It’s funny how much the past can inform the future. Take the City of Detroit’s motto. It’s inspiring, timeless, and sobering, especially when you consider how it uncannily fit Detroit’s difficult 2013. But I’m getting ahead of myself.

Detroit’s motto is “Speramus meliora; resurget cineribus,” which translates to “We hope for better things; it shall arise from the ashes.”

The city’s motto was penned by Father Gabriel Richard after a terrible fire swept through Detroit on June 11, 1805. There was no professional fire department to battle the blaze, so Detroiters formed a “bucket brigade.” They passed a bucket of water from person to person, starting at the river and ending wherever the fire was.

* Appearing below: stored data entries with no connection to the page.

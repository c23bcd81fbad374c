//! Location fields: state and country, district, general area, coordinates.

use std::sync::LazyLock;

use regex::Regex;

use super::patterns::{compile_token, non_empty, truncate_chars, KeywordMatcher};
use super::tables::RuleTables;
use super::RuleError;

/// Cap for the free-text general area.
pub const MAX_GEN_AREA_CHARS: usize = 100;

/// State, district and abbreviation tables compiled into matchers.
#[derive(Debug, Clone)]
pub struct Gazetteer {
    states: Vec<(KeywordMatcher, String)>,
    abbreviations: Vec<(Regex, String)>,
    districts: Vec<KeywordMatcher>,
}

/// A resolved state and, when the table knows it, its country.
#[derive(Debug, Clone, PartialEq, Eq)]
pub struct StateMatch {
    pub state: String,
    pub country: Option<String>,
}

impl Gazetteer {
    pub fn compile(tables: &RuleTables) -> Result<Self, RuleError> {
        let states = tables
            .states
            .iter()
            .map(|e| -> Result<_, RuleError> {
                Ok((KeywordMatcher::compile(&e.state, &e.state, true)?, e.country.clone()))
            })
            .collect::<Result<Vec<_>, _>>()?;

        let abbreviations = tables
            .state_abbreviations
            .iter()
            .map(|a| -> Result<_, RuleError> {
                if a.abbreviation.trim().is_empty() {
                    return Err(RuleError::EmptyKeyword(a.state.clone()));
                }
                Ok((compile_token(&a.abbreviation)?, a.state.clone()))
            })
            .collect::<Result<Vec<_>, _>>()?;

        let districts = tables
            .districts
            .iter()
            .map(|d| KeywordMatcher::compile(d, d, true))
            .collect::<Result<Vec<_>, RuleError>>()?;

        Ok(Self {
            states,
            abbreviations,
            districts,
        })
    }

    /// First known state named in the text, in table order. Abbreviations
    /// are consulted only when no full name matches.
    pub fn state(&self, text: &str) -> Option<StateMatch> {
        if let Some((m, country)) = self.states.iter().find(|(m, _)| m.is_match(text)) {
            return Some(StateMatch {
                state: m.label.clone(),
                country: non_empty(country),
            });
        }
        let (_, state) = self.abbreviations.iter().find(|(re, _)| re.is_match(text))?;
        Some(StateMatch {
            state: state.clone(),
            country: self.country_of(state),
        })
    }

    fn country_of(&self, state: &str) -> Option<String> {
        self.states
            .iter()
            .find(|(m, _)| m.label.eq_ignore_ascii_case(state))
            .and_then(|(_, country)| non_empty(country))
    }

    /// Every known district named in the text, sorted and joined with
    /// `" / "`. Falls back to a `<Name> Dist` mention.
    pub fn district(&self, text: &str) -> Option<String> {
        let mut found: Vec<&str> = self
            .districts
            .iter()
            .filter(|m| m.is_match(text))
            .map(|m| m.label.as_str())
            .collect();
        if found.is_empty() {
            return DISTRICT_SUFFIX.captures(text).map(|c| c[1].to_string());
        }
        found.sort_unstable();
        found.dedup();
        Some(found.join(" / "))
    }
}

static DISTRICT_SUFFIX: LazyLock<Regex> = LazyLock::new(|| {
    Regex::new(r"\b([A-Z][a-zA-Z]+)\s+(?:Dist|District)\b").expect("valid regex")
});

// ──────────────────────────────────────────────
// General area
// ──────────────────────────────────────────────

/// `Gen A Longding`, `gen area: Mon town`.
static GEN_AREA: LazyLock<Regex> = LazyLock::new(|| {
    Regex::new(r"(?i:\bgen\s+a(?:rea)?\b)[\s:.\-]*([^,;()\n.]+)").expect("valid regex")
});

/// Words that open a trailing clause after the area name.
static GEN_AREA_STOP: LazyLock<Regex> = LazyLock::new(|| {
    Regex::new(r"(?i)(?:^|\s)(?:on|at|near|by|with|in|from|during|after|before|since|when|while)\b")
        .expect("valid regex")
});

pub fn gen_area(text: &str) -> Option<String> {
    let caps = GEN_AREA.captures(text)?;
    let area = caps[1].trim();
    let area = match GEN_AREA_STOP.find(area) {
        Some(stop) => area[..stop.start()].trim_end(),
        None => area,
    };
    non_empty(&truncate_chars(area, MAX_GEN_AREA_CHARS))
}

// ──────────────────────────────────────────────
// Coordinates
// ──────────────────────────────────────────────

/// `25°40'12"N 94°06'E`
static DMS: LazyLock<Regex> = LazyLock::new(|| {
    Regex::new(
        r#"\b\d{1,2}°\s*\d{1,2}['′](?:\s*\d{1,2}(?:\.\d+)?["″])?\s*[NS][,\s]+\d{1,3}°\s*\d{1,2}['′](?:\s*\d{1,2}(?:\.\d+)?["″])?\s*[EW]\b"#,
    )
    .expect("valid regex")
});

/// `26.1234 N, 94.5678 E`
static DECIMAL: LazyLock<Regex> = LazyLock::new(|| {
    Regex::new(r"\b\d{1,2}\.\d{2,}\s*°?\s*[NS][,\s]+\d{1,3}\.\d{2,}\s*°?\s*[EW]\b")
        .expect("valid regex")
});

/// `GR 123456`, `Grid Ref: 12345678`
static GRID_REF: LazyLock<Regex> = LazyLock::new(|| {
    Regex::new(r"\b(?:GR|Grid\s+Ref)\s*:?\s*(\d{6,10})\b").expect("valid regex")
});

/// First coordinate expression: degrees/minutes, decimal degrees, then grid
/// reference. Lat/long pairs are kept as written; grid references are
/// normalised to `GR <digits>`.
pub fn coordinates(text: &str) -> Option<String> {
    if let Some(m) = DMS.find(text).or_else(|| DECIMAL.find(text)) {
        return Some(m.as_str().trim().to_string());
    }
    GRID_REF.captures(text).map(|c| format!("GR {}", &c[1]))
}

#[cfg(test)]
mod tests {
    use super::*;

    fn make_gazetteer() -> Gazetteer {
        Gazetteer::compile(&RuleTables::default()).unwrap()
    }

    #[test]
    fn state_and_country_from_full_name() {
        let g = make_gazetteer();
        let m = g.state("cadres near Mon town, Nagaland").unwrap();
        assert_eq!(m.state, "Nagaland");
        assert_eq!(m.country.as_deref(), Some("India"));
    }

    #[test]
    fn state_match_is_case_insensitive() {
        let g = make_gazetteer();
        assert_eq!(g.state("ops in ASSAM").unwrap().state, "Assam");
    }

    #[test]
    fn first_state_in_table_order_wins() {
        let g = make_gazetteer();
        assert_eq!(g.state("mov from Manipur into Assam").unwrap().state, "Assam");
    }

    #[test]
    fn abbreviation_resolves_with_country() {
        let g = make_gazetteer();
        let m = g.state("IED recovered in J&K sector").unwrap();
        assert_eq!(m.state, "Jammu And Kashmir");
        assert_eq!(m.country.as_deref(), Some("India"));
        assert!(g.state("they set up camp").is_none());
    }

    #[test]
    fn foreign_state_maps_to_its_country() {
        let g = make_gazetteer();
        assert_eq!(g.state("camp in Sagaing region").unwrap().country.as_deref(), Some("Myanmar"));
    }

    #[test]
    fn districts_joined_and_sorted() {
        let g = make_gazetteer();
        assert_eq!(g.district("mov from Tinsukia to Changlang").as_deref(), Some("Changlang / Tinsukia"));
        assert_eq!(g.district("near Mon town").as_deref(), Some("Mon"));
    }

    #[test]
    fn district_requires_whole_word() {
        let g = make_gazetteer();
        assert_eq!(g.district("among the villagers on Monday"), None);
    }

    #[test]
    fn district_suffix_fallback() {
        let g = make_gazetteer();
        assert_eq!(g.district("in Ukhrul Dist of Manipur").as_deref(), Some("Ukhrul"));
        assert_eq!(g.district("no place named"), None);
    }

    #[test]
    fn gen_area_labeled_field() {
        assert_eq!(gen_area("at Gen A Longding, troops").as_deref(), Some("Longding"));
        assert_eq!(gen_area("gen area: Mon town (Source- X)").as_deref(), Some("Mon town"));
        assert_eq!(gen_area("the general public"), None);
    }

    #[test]
    fn gen_area_stops_before_trailing_clause() {
        assert_eq!(
            gen_area("cadres reported in Gen A Longding on 2-Feb-24 (Source- MI)").as_deref(),
            Some("Longding")
        );
        assert_eq!(gen_area("Gen A Tirap near the border post").as_deref(), Some("Tirap"));
        assert_eq!(gen_area("Gen A Kohima Town with 3 cadres").as_deref(), Some("Kohima Town"));
        assert_eq!(gen_area("Gen A on 2-Feb-24"), None);
    }

    #[test]
    fn coordinates_in_each_form() {
        assert_eq!(
            coordinates(r#"camp at 25°40'12"N 94°06'E was"#).as_deref(),
            Some(r#"25°40'12"N 94°06'E"#)
        );
        assert_eq!(coordinates("loc 26.1234 N, 94.5678 E").as_deref(), Some("26.1234 N, 94.5678 E"));
        assert_eq!(coordinates("vic GR: 456789 reported").as_deref(), Some("GR 456789"));
        assert_eq!(coordinates("15-Jan-24 no coords"), None);
    }
}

Despite the people’s best efforts to save their beloved city, Detroit burned. Completely. The fire destroyed most of the buildings in Detroit, leaving only a river warehouse in tact. The population of the city hovered around 600 at the time. 600 now homeless people in need of food and shelter.

Father Gabriel Richard, a Catholic priest at Ste. Anne’s Church, organized the food shipments that helped feed the hungry people. In the wake of the fire, Richard penned what would become the new city’s motto: “Speramus meliora; resurget cineribus.”

Detroit’s motto translates to “We hope for better things; it will arise from the ashes.” The motto was certainly fitting for the time in which it was written. Richard, likely coughing from the thick smoke hanging in the air and unable to escape the scent of charred wood, saw plainly the destruction around him. He knew that Detroit had been leveled, but he didn’t give up. And he knew his fellow Detroiters wouldn’t, either.

Street art found in the North End neighborhood. Daily Detroit photo.

Despite the ashes the city had been reduced to, Richard and the people of Detroit were hopeful. They knew they could rebuild, and they did.

But is Detroit’s motto still relevant today?

Fast forward to July 18, 2013. The City of Detroit became the largest U.S. city to file for bankruptcy. Once again, Detroit had been dealt a harsh hand on top of the difficulties already plaguing the city. There was another mass exodus from the city, and the population shrank. Without a fire in sight, the city had been massively reduced.

The nation looked on and saw a great American icon hurting. However, some Detroiters remained, and they refused to give up. “Speramus meliora”: We hope for better things.

Detroit scrambled to get its act together, to clean up the mess. It managed to succeed. On December 10, 2014, the City of Detroit exited bankruptcy.

Now, Detroiters are working together to create a new city. They’re moving forward, and it’s obvious that they’ve made progress. “Resurget cineribus”: It shall arise from the ashes.

Detroit’s motto is so much more than the words on a seal. It’s a testament to the resilience of Detroiters. It’s a witness to the fires that the city has been through, and the motto is a reminder to the world that Detroit will not be defeated.

While the city is recovering, there are still snags. The road to the New Detroit isn’t smooth and straight. It twists and turns, forcing Detroiters to talk about issues that have been left untouched for decades. Recovery isn’t an overnight event, either. It took years for the early Detroiters to rebuild their city after the fire and create something new, and it will take years for today’s Detroiters to rebuild and create something new again.

Is Detroit’s motto still relevant today? I think, yes. “Speramus meliora; resurget cineribus.” We hope for better things. It shall arise from the ashes.